__TASK ITEM__
Report back every line in the data that includes the string "CardInteraction".

__DATASET CONTENT__
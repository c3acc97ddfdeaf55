//! Board State
//!
//! Everything the moodboard page knows, in one value: the item store, the
//! room filter, the editor, and the transient UI slices (hover/delete arming,
//! quick-add text, drag-over flag, toast). Each method is one user event.
//! Methods that put up a toast return its ticket so the caller can schedule
//! the dismissal.

use crate::domain::{Item, ItemDraft, ItemId};
use crate::editor::{Editor, SaveOutcome};
use crate::interaction::{CardInteraction, DeleteStep};
use crate::link::capture_link;
use crate::repository::{load_or_sample, ItemStore, Repository, SeedSource};
use crate::toast::{self, ToastSlot, ToastTicket};
use crate::view::{self, RoomFilter, Summary};

#[derive(Debug, Clone, PartialEq, Default)]
pub struct Board {
    items: ItemStore,
    filter: RoomFilter,
    editor: Editor,
    cards: CardInteraction,
    quick_link: String,
    drag_over: bool,
    toast: ToastSlot,
}

impl Board {
    pub fn new(items: ItemStore) -> Self {
        Self {
            items,
            ..Self::default()
        }
    }

    /// Board pre-populated from `source`, or the sample items if it has none
    pub fn from_seed<S: SeedSource + ?Sized>(source: &S) -> Self {
        Self::new(ItemStore::with_items(load_or_sample(source)))
    }

    // ========================
    // Reads
    // ========================

    pub fn items(&self) -> &ItemStore {
        &self.items
    }

    pub fn filter(&self) -> RoomFilter {
        self.filter
    }

    pub fn visible_items(&self) -> Vec<&Item> {
        view::visible_items(self.items.list(), self.filter)
    }

    pub fn summary(&self) -> Summary {
        view::summarize(&self.visible_items())
    }

    pub fn editor(&self) -> &Editor {
        &self.editor
    }

    pub fn cards(&self) -> &CardInteraction {
        &self.cards
    }

    pub fn quick_link(&self) -> &str {
        &self.quick_link
    }

    pub fn is_drag_over(&self) -> bool {
        self.drag_over
    }

    pub fn toast(&self) -> Option<&str> {
        self.toast.message()
    }

    // ========================
    // Filter
    // ========================

    pub fn set_filter(&mut self, filter: RoomFilter) {
        self.filter = filter;
    }

    // ========================
    // Editor
    // ========================

    pub fn open_add(&mut self) {
        self.editor.open_add();
    }

    /// Open the editor on item `id`; unknown ids are ignored
    pub fn open_edit(&mut self, id: ItemId) -> bool {
        match self.items.find_by_id(id) {
            Some(item) => {
                self.editor.open_edit(item);
                true
            }
            None => false,
        }
    }

    pub fn close_editor(&mut self) {
        self.editor.close();
    }

    /// Apply a field change to the open draft
    pub fn edit_draft(&mut self, change: impl FnOnce(&mut ItemDraft)) {
        if let Some(draft) = self.editor.draft_mut() {
            change(draft);
        }
    }

    pub fn save(&mut self) -> Option<ToastTicket> {
        let message = match self.editor.save(&mut self.items)? {
            SaveOutcome::Added(_) => toast::ADDED,
            SaveOutcome::Updated(_) => toast::UPDATED,
        };
        Some(self.toast.show(message))
    }

    // ========================
    // Link capture
    // ========================

    /// New quick-add text. A web link opens the editor and clears the input;
    /// anything else is just kept as typed. Returns whether a link was captured.
    ///
    /// Links only open a closed editor, an open dialog is never replaced.
    pub fn quick_add_input(&mut self, text: &str) -> bool {
        let captured = match capture_link(text) {
            Some(link) => self.editor.open_with_link(link),
            None => false,
        };
        if captured {
            self.quick_link.clear();
        } else {
            self.quick_link = text.to_string();
        }
        captured
    }

    pub fn drag_over(&mut self) {
        self.drag_over = true;
    }

    pub fn drag_leave(&mut self) {
        self.drag_over = false;
    }

    /// Text carried by a drop. Only web links open the editor.
    pub fn drop_payload(&mut self, payload: &str) -> Option<ToastTicket> {
        self.drag_over = false;
        let link = capture_link(payload)?;
        if !self.editor.open_with_link(link) {
            log::debug!("[BOARD] Drop ignored, editor already open");
            return None;
        }
        self.quick_link.clear();
        Some(self.toast.show(toast::LINK_CAPTURED))
    }

    // ========================
    // Cards
    // ========================

    pub fn hover_enter(&mut self, id: ItemId) {
        self.cards.enter(id);
    }

    pub fn hover_leave(&mut self, id: ItemId) {
        self.cards.leave(id);
    }

    /// Delete button on card `id`: the first press arms, the second removes
    pub fn press_delete(&mut self, id: ItemId) -> Option<ToastTicket> {
        match self.cards.press_delete(id) {
            DeleteStep::Armed => None,
            DeleteStep::Confirmed => match self.items.remove(id) {
                Ok(_) => {
                    self.cards.forget(id);
                    Some(self.toast.show(toast::REMOVED))
                }
                Err(e) => {
                    log::debug!("[BOARD] Delete ignored: {}", e);
                    None
                }
            },
        }
    }

    // ========================
    // Toast
    // ========================

    pub fn dismiss_toast(&mut self, ticket: ToastTicket) -> bool {
        self.toast.dismiss(ticket)
    }
}

#[cfg(test)]
mod tests {
    use super::*;
    use crate::domain::{Room, Status};
    use crate::editor::EditorState;
    use crate::repository::{SampleSeed, StaticSeed};

    fn sample_board() -> Board {
        Board::from_seed(&SampleSeed)
    }

    #[test]
    fn test_sofa_scenario() {
        let sofa = Item {
            id: 1,
            name: "Sofa".to_string(),
            brand: String::new(),
            image: "x".to_string(),
            link: String::new(),
            room: Room::LivingRoom,
            price: "1299".to_string(),
            status: Status::Want,
        };
        let board = Board::from_seed(&StaticSeed(vec![sofa]));
        assert_eq!(board.filter(), RoomFilter::All);
        assert_eq!(board.summary(), Summary { count: 1, want_total: 1299.0 });
    }

    #[test]
    fn test_quick_add_link_opens_editor() {
        let mut board = sample_board();
        assert!(board.quick_add_input("https://shop.example/item"));

        assert_eq!(board.editor().state(), EditorState::Adding);
        assert_eq!(board.editor().draft().link, "https://shop.example/item");
        assert_eq!(board.editor().draft().name, "");
        assert_eq!(board.quick_link(), "");
        assert_eq!(board.toast(), None);
    }

    #[test]
    fn test_quick_add_plain_text_is_kept() {
        let mut board = sample_board();
        assert!(!board.quick_add_input("not a link"));

        assert_eq!(board.editor().state(), EditorState::Closed);
        assert_eq!(board.editor().draft(), &ItemDraft::default());
        assert_eq!(board.quick_link(), "not a link");
    }

    #[test]
    fn test_quick_add_and_drop_reach_same_editor_state() {
        let url = "http://catalog.example/chair";
        let mut typed = sample_board();
        typed.quick_add_input(url);
        let mut dropped = sample_board();
        dropped.drag_over();
        dropped.drop_payload(url).expect("link not captured");

        assert_eq!(typed.editor(), dropped.editor());
        assert!(!dropped.is_drag_over());
        assert_eq!(dropped.toast(), Some(toast::LINK_CAPTURED));
    }

    #[test]
    fn test_drop_while_editing_keeps_draft() {
        let mut board = sample_board();
        assert!(board.open_edit(6));
        board.edit_draft(|d| d.name = "Half-typed rename".to_string());
        board.drag_over();

        assert_eq!(board.drop_payload("https://shop.example/other"), None);
        assert_eq!(board.editor().state(), EditorState::Editing(6));
        assert_eq!(board.editor().draft().name, "Half-typed rename");
        assert_ne!(board.editor().draft().link, "https://shop.example/other");
        assert!(!board.is_drag_over());
        assert_eq!(board.toast(), None);
    }

    #[test]
    fn test_quick_add_link_while_adding_is_kept_as_text() {
        let mut board = sample_board();
        board.open_add();
        board.edit_draft(|d| d.name = "Side table".to_string());

        assert!(!board.quick_add_input("https://shop.example/item"));
        assert_eq!(board.editor().state(), EditorState::Adding);
        assert_eq!(board.editor().draft().name, "Side table");
        assert_eq!(board.quick_link(), "https://shop.example/item");
    }

    #[test]
    fn test_non_link_drop_is_ignored() {
        let mut board = sample_board();
        board.drag_over();
        let before_items = board.items().clone();

        assert_eq!(board.drop_payload("just some words"), None);
        assert!(!board.is_drag_over());
        assert!(!board.editor().is_open());
        assert_eq!(board.items(), &before_items);
        assert_eq!(board.toast(), None);
    }

    #[test]
    fn test_add_through_board() {
        let mut board = sample_board();
        board.open_add();
        board.edit_draft(|d| {
            d.name = "Jute Rug".to_string();
            d.image = "rug.jpg".to_string();
            d.room = Room::Bedroom;
            d.price = "210".to_string();
        });

        let ticket = board.save().expect("save rejected");
        assert_eq!(board.toast(), Some(toast::ADDED));
        assert_eq!(board.items().len(), 9);
        assert_eq!(board.items().list().last().unwrap().id, 9);
        assert!(!board.editor().is_open());

        assert!(board.dismiss_toast(ticket));
        assert_eq!(board.toast(), None);
    }

    #[test]
    fn test_add_with_blank_name_is_rejected() {
        let mut board = sample_board();
        let before = board.items().clone();
        board.open_add();
        board.edit_draft(|d| d.image = "y".to_string());

        assert_eq!(board.save(), None);
        assert_eq!(board.items(), &before);
        assert_eq!(board.editor().state(), EditorState::Adding);
        assert_eq!(board.toast(), None);
    }

    #[test]
    fn test_edit_through_board() {
        let mut board = sample_board();
        assert!(board.open_edit(7));
        board.edit_draft(|d| d.status = Status::Bought);
        board.save().expect("save rejected");

        let mirror = board.items().find_by_id(7).unwrap();
        assert_eq!(mirror.status, Status::Bought);
        assert_eq!(mirror.name, "Rattan Mirror");
        assert_eq!(board.toast(), Some(toast::UPDATED));

        assert!(!board.open_edit(404));
        assert!(!board.editor().is_open());
    }

    #[test]
    fn test_edit_draft_ignored_while_closed() {
        let mut board = sample_board();
        board.edit_draft(|d| d.name = "Sneaky".to_string());
        assert_eq!(board.editor().draft(), &ItemDraft::default());
    }

    #[test]
    fn test_cancel_discards_draft() {
        let mut board = sample_board();
        let before = board.items().clone();
        board.open_edit(1);
        board.edit_draft(|d| d.name = "Changed".to_string());
        board.close_editor();

        assert_eq!(board.items(), &before);
        assert!(!board.editor().is_open());
    }

    #[test]
    fn test_two_step_delete() {
        let mut board = sample_board();
        board.hover_enter(2);
        assert_eq!(board.press_delete(2), None);
        assert_eq!(board.cards().armed(), Some(2));

        assert!(board.press_delete(2).is_some());
        assert!(board.items().find_by_id(2).is_none());
        assert_eq!(board.toast(), Some(toast::REMOVED));
        assert_eq!(board.cards().hovered(), None);
    }

    #[test]
    fn test_hover_leave_cancels_armed_delete() {
        let mut board = sample_board();
        board.hover_enter(2);
        board.press_delete(2);
        board.hover_leave(2);
        board.hover_enter(2);

        assert_eq!(board.press_delete(2), None);
        assert!(board.items().find_by_id(2).is_some());
        assert_eq!(board.items().len(), 8);
    }

    #[test]
    fn test_filter_changes_visible_and_summary() {
        let mut board = sample_board();
        board.set_filter(RoomFilter::Room(Room::LivingRoom));

        let ids: Vec<ItemId> = board.visible_items().iter().map(|i| i.id).collect();
        assert_eq!(ids, [1, 3, 8]);
        assert_eq!(board.summary(), Summary { count: 3, want_total: 1299.0 });
    }

    #[test]
    fn test_later_toast_replaces_earlier_dismissal() {
        let mut board = sample_board();
        let first = board.drop_payload("https://a.example").unwrap();
        board.edit_draft(|d| {
            d.name = "Vase".to_string();
            d.image = "vase.jpg".to_string();
        });
        let second = board.save().unwrap();

        assert!(!board.dismiss_toast(first));
        assert_eq!(board.toast(), Some(toast::ADDED));
        assert!(board.dismiss_toast(second));
    }
}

__REPLY__
use crate::interaction::{CardInteraction, DeleteStep};
    cards: CardInteraction,
    pub fn cards(&self) -> &CardInteraction {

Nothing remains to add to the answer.